Friday, 16 May 2008

Tory Come Lately

Nigel Evans and the Conservatives have recently been making a great deal of noise about the need to compensate people who lose out as a result of Labour’s decision to double the 10p income tax starter rate.

But they refused to support a compensation package when one was proposed last year.

In June 2007, in the House of Commons, after the tax rise was first announced, the Liberal Democrats and a small group of Labour backbenchers proposed an amendment to the Government’s Finance Bill which would have made the Government compensate those people on low incomes who would end up paying more under Labour’s tax grab plans.

Where were the Conservatives? "We cannot support it," said Conservative spokesperson Theresa Villiers MP during the parliamentary debate.
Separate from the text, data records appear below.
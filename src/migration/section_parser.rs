use once_cell::sync::Lazy;
use regex::Regex;
use serde::Serialize;
use std::collections::HashMap;
use std::fmt;
use std::str::FromStr;

/// Matches a trimmed tag line: `-- { <section>: <label> }`
static TAG_LINE: Lazy<Regex> = Lazy::new(|| {
    Regex::new(r"^--\s*\{\s*([A-Za-z0-9_]+):\s*([A-Za-z0-9_\s]*)\}$").expect("valid tag pattern")
});

/// Which half of a stage a script belongs to
#[derive(Debug, Clone, Copy, PartialEq, Eq, Hash, Serialize)]
#[serde(rename_all = "lowercase")]
pub enum Direction {
    Up,
    Down,
}

impl Direction {
    pub fn as_str(&self) -> &'static str {
        match self {
            Self::Up => "up",
            Self::Down => "down",
        }
    }
}

impl fmt::Display for Direction {
    fn fmt(&self, f: &mut fmt::Formatter<'_>) -> fmt::Result {
        f.write_str(self.as_str())
    }
}

impl FromStr for Direction {
    type Err = anyhow::Error;

    fn from_str(s: &str) -> anyhow::Result<Self> {
        match s {
            "up" => Ok(Self::Up),
            "down" => Ok(Self::Down),
            _ => Err(anyhow::anyhow!("Unknown section direction: {}", s)),
        }
    }
}

/// Scripts found in one migration file, keyed by stage label
#[derive(Debug, Clone, Default, PartialEq, Eq)]
pub struct StageScripts {
    pub up: HashMap<String, String>,
    pub down: HashMap<String, String>,
}

impl StageScripts {
    fn commit(&mut self, direction: Direction, stage: String, body: &str) {
        let body = body.trim_end_matches('\n').to_string();
        match direction {
            Direction::Up => self.up.insert(stage, body),
            Direction::Down => self.down.insert(stage, body),
        };
    }
}

/// A recognised tag line. `direction` is `None` for sections other than
/// up/down, `stage` is `None` when the label is blank.
#[derive(Debug, Clone, PartialEq, Eq)]
struct Tag {
    direction: Option<Direction>,
    stage: Option<String>,
}

fn parse_tag(line: &str) -> Option<Tag> {
    let captures = TAG_LINE.captures(line)?;
    let label = captures[2].trim();

    Some(Tag {
        direction: captures[1].parse().ok(),
        stage: (!label.is_empty()).then(|| label.to_string()),
    })
}

/// Split migration content into per-stage up and down scripts.
///
/// Every tag line closes the section before it. Only `up`/`down` tags with a
/// non-blank label open a new one; lines outside an open section are dropped,
/// as are blank lines. A later section with the same stage replaces an earlier one.
pub fn parse_stage_scripts(content: &str) -> StageScripts {
    let mut scripts = StageScripts::default();
    let mut current: Option<(Direction, String)> = None;
    let mut body = String::new();

    for line in content.lines() {
        if let Some(tag) = parse_tag(line.trim()) {
            if let Some((direction, stage)) = current.take() {
                scripts.commit(direction, stage, &body);
            }
            body.clear();

            current = match tag {
                Tag {
                    direction: Some(direction),
                    stage: Some(stage),
                } => Some((direction, stage)),
                _ => None,
            };
        } else if current.is_some() && !line.trim().is_empty() {
            body.push_str(line);
            body.push('\n');
        }
    }

    if let Some((direction, stage)) = current {
        scripts.commit(direction, stage, &body);
    }

    scripts
}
Only one Conservative MP voted for compensation, and he has since resigned from the party!

Nigel and the Conservatives only woke up to this issue and started making a fuss this year, after the changes came in, when they saw the press were interested in it. More than a year after the Liberal Democrats first raised the issue.

Monday, 12 May 2008

Lib Dems Challenge ID Cards


Ribble Valley Lib Dems have pledged to fight Labour plans for a national identity database and ID card scheme. Gordon Brown plans to push ahead with the scheme, despite an estimated cost of £6bn.

Local campaigner, Allan Knox, said, “The question we have to ask ourselves is ‘Do we trust this Government with our personal data?’After months of losing the private details of millions, I for one will not be trusting them with my personal information.”
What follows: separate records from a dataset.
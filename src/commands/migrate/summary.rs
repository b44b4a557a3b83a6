use crate::migration_tracking::Summary;
use crate::migrator::Migrator;
use crate::output::render_summary;
use anyhow::Result;
use clap::ValueEnum;

#[derive(Debug, Clone, Copy, Default, PartialEq, Eq, ValueEnum)]
pub enum SummaryFormat {
    #[default]
    Human,
    Json,
}

pub fn format_summary(summary: &Summary, format: SummaryFormat) -> Result<String> {
    match format {
        SummaryFormat::Human => Ok(render_summary(summary)),
        SummaryFormat::Json => Ok(format!("{}\n", serde_json::to_string_pretty(summary)?)),
    }
}

pub async fn cmd_migrate_summary(
    migrator: &Migrator,
    stage: Option<&str>,
    format: SummaryFormat,
) -> Result<Summary> {
    migrator.initialize().await?;

    let summary = match stage {
        Some(stage) => migrator.stage_summary(stage).await?,
        None => migrator.summary().await?,
    };

    print!("{}", format_summary(&summary, format)?);
    Ok(summary)
}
Lib Dem plans to tackle Credit Crunch

Liberal Democrats have unveiled a plan to get the economy back on track and make sure that it can stand up to the buffeting the international markets and the credit crunch are giving it.

The plan is specifically designed to protect homeowners from bearing the brunt of the mistakes made by banks.
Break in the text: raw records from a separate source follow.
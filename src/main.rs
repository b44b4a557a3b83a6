use anyhow::Result;
use clap::{Parser, Subcommand};
use dotenv::dotenv;
use sqlstage::commands::{self, RunSelection, SummaryFormat};
use sqlstage::config::{self, Config, ConfigInput, DatabaseArgs, MigrationsArgs};
use sqlstage::constants::CONFIG_FILENAME;
use sqlstage::output::CommandKind;
use std::path::PathBuf;
use tracing::info;
use tracing_subscriber::{EnvFilter, fmt};

#[derive(Parser)]
#[command(author, version, about, long_about = None)]
struct Cli {
    #[arg(long, default_value = CONFIG_FILENAME, global = true)]
    config_file: String,

    /// Enable verbose output (info level)
    #[arg(long, short = 'v', global = true)]
    verbose: bool,

    /// Suppress all non-essential output (error level only)
    #[arg(long, short = 'q', global = true)]
    quiet: bool,

    /// Enable debug output (debug level)
    #[arg(long, global = true)]
    debug: bool,

    #[command(subcommand)]
    command: Commands,
}

#[derive(Parser)]
struct RunArgs {
    /// Stages to run (defaults to cli.stages, or cli.refresh_stages for refresh)
    stages: Vec<String>,

    /// Only run the migration with this name
    #[arg(long, short = 'n')]
    name: Option<String>,

    /// Skip migrations with this name (repeatable)
    #[arg(long)]
    skip: Vec<String>,

    #[command(flatten)]
    database_args: DatabaseArgs,

    #[command(flatten)]
    migrations_args: MigrationsArgs,
}

impl RunArgs {
    fn selection(&self) -> RunSelection {
        RunSelection {
            stages: self.stages.clone(),
            name: self.name.clone(),
            skip: self.skip.clone(),
        }
    }
}

#[derive(Subcommand)]
enum Commands {
    /// Create the ledger table if it does not exist
    Init {
        #[command(flatten)]
        database_args: DatabaseArgs,

        #[command(flatten)]
        migrations_args: MigrationsArgs,
    },

    /// Apply pending migrations for the given stages
    Up(RunArgs),

    /// Roll back applied migrations for the given stages
    Down(RunArgs),

    /// Roll back and reapply migrations for the given stages
    Refresh(RunArgs),

    /// Show applied migrations
    Summary {
        /// Only show this stage
        #[arg(long)]
        stage: Option<String>,

        #[arg(long, value_enum, default_value_t = SummaryFormat::Human)]
        format: SummaryFormat,

        #[command(flatten)]
        database_args: DatabaseArgs,

        #[command(flatten)]
        migrations_args: MigrationsArgs,
    },

    /// Create a new migration file
    New {
        /// Migration name, optionally prefixed with a subdirectory (`tenant/add users`)
        name: Option<String>,

        /// Stage to scaffold (repeatable, defaults to cli.stages)
        #[arg(long)]
        stage: Vec<String>,

        #[command(flatten)]
        migrations_args: MigrationsArgs,
    },
}

#[tokio::main]
async fn main() -> Result<()> {
    dotenv().ok();
    let cli = Cli::parse();
    initialize_logging(&cli);
    tokio::select! {
        result = run_main(cli) => result,
        _ = wait_for_shutdown_signal() => {
            info!("Received shutdown signal, cleaning up...");
            Ok(())
        }
    }
}

async fn wait_for_shutdown_signal() {
    use tokio::signal;

    let ctrl_c = async {
        signal::ctrl_c()
            .await
            .expect("failed to install Ctrl+C handler");
    };

    #[cfg(unix)]
    let terminate = async {
        signal::unix::signal(signal::unix::SignalKind::terminate())
            .expect("failed to install signal handler")
            .recv()
            .await;
    };

    #[cfg(not(unix))]
    let terminate = std::future::pending::<()>();

    tokio::select! {
        _ = ctrl_c => {},
        _ = terminate => {},
    }
}

fn initialize_logging(cli: &Cli) {
    let level = if cli.debug {
        "debug"
    } else if cli.verbose {
        "info"
    } else if cli.quiet {
        "error"
    } else {
        "warn"
    };

    let filter = if std::env::var("RUST_LOG").is_ok() {
        EnvFilter::from_default_env()
    } else {
        EnvFilter::new(level)
    };

    fmt()
        .with_env_filter(filter)
        .with_target(false)
        .with_writer(std::io::stderr)
        .init();
}

fn resolve_config(
    file_config: ConfigInput,
    database_args: Option<&DatabaseArgs>,
    migrations_args: &MigrationsArgs,
) -> Result<Config> {
    let cli_config = ConfigInput {
        database: database_args.map(|args| args.clone().into()),
        migrations: Some(migrations_args.clone().into()),
        cli: None,
    };

    config::ConfigBuilder::new()
        .with_file(file_config)
        .with_cli_args(cli_config)
        .resolve()
}

async fn run_main(cli: Cli) -> Result<()> {
    let (file_config, root_dir): (ConfigInput, PathBuf) = config::load_config(&cli.config_file)?;

    match &cli.command {
        Commands::Init {
            database_args,
            migrations_args,
        } => {
            let config = resolve_config(file_config, Some(database_args), migrations_args)?;
            let migrator = commands::connect_migrator(&config, &root_dir).await?;
            commands::cmd_migrate_init(&migrator).await
        }
        Commands::Up(args) | Commands::Down(args) | Commands::Refresh(args) => {
            let kind = match &cli.command {
                Commands::Up(_) => CommandKind::Up,
                Commands::Down(_) => CommandKind::Down,
                _ => CommandKind::Refresh,
            };
            let config = resolve_config(
                file_config,
                Some(&args.database_args),
                &args.migrations_args,
            )?;

            // Fail on a missing stage before touching the database
            let selection = args.selection();
            commands::migrate::run::resolve_stages(kind, &selection, &config)?;

            let migrator = commands::connect_migrator(&config, &root_dir).await?;
            commands::cmd_migrate_run(&migrator, &config, kind, &selection).await?;
            Ok(())
        }
        Commands::Summary {
            stage,
            format,
            database_args,
            migrations_args,
        } => {
            let config = resolve_config(file_config, Some(database_args), migrations_args)?;
            let migrator = commands::connect_migrator(&config, &root_dir).await?;
            commands::cmd_migrate_summary(&migrator, stage.as_deref(), *format).await?;
            Ok(())
        }
        Commands::New {
            name,
            stage,
            migrations_args,
        } => {
            let config = resolve_config(file_config, None, migrations_args)?;
            commands::cmd_migrate_new(&config, &root_dir, name.as_deref(), stage)?;
            Ok(())
        }
    }
}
Main points in the plan are:
  • Taking the banks by the scruff of their necks, not tugging at their sleeves. It is time the chancellor made it clear that taxpayers will not be made to bear the brunt of mistakes made by the banks.
  • In return for money being pumped into the market and the guarantees being offered by the Bank of England, banks need to come clean about the full level of their losses.
  • Lenders must stop anti-social repossession practices. While some high street banks already ensure that repossession is a genuine last resort, many sub-prime lenders repossess in a highly aggressive manner.
  • The financial sector needs to accept that there can never again be a credit boom like this.
  • Credit must be more tightly controlled in boom periods to help mitigate the effects of a slowdown.
Meanwhile Ribble Valley Lib Dem parliamentary spokesman, Allan Knox, accused the Tories of having no answers to the crisis.

He said: “All they can do is carp and criticise the government. Their only policy is to say the Stamp Duty threshold for first timebuyers should be raised to £250,000, yet when you look at the sums - it doesn’t add up.”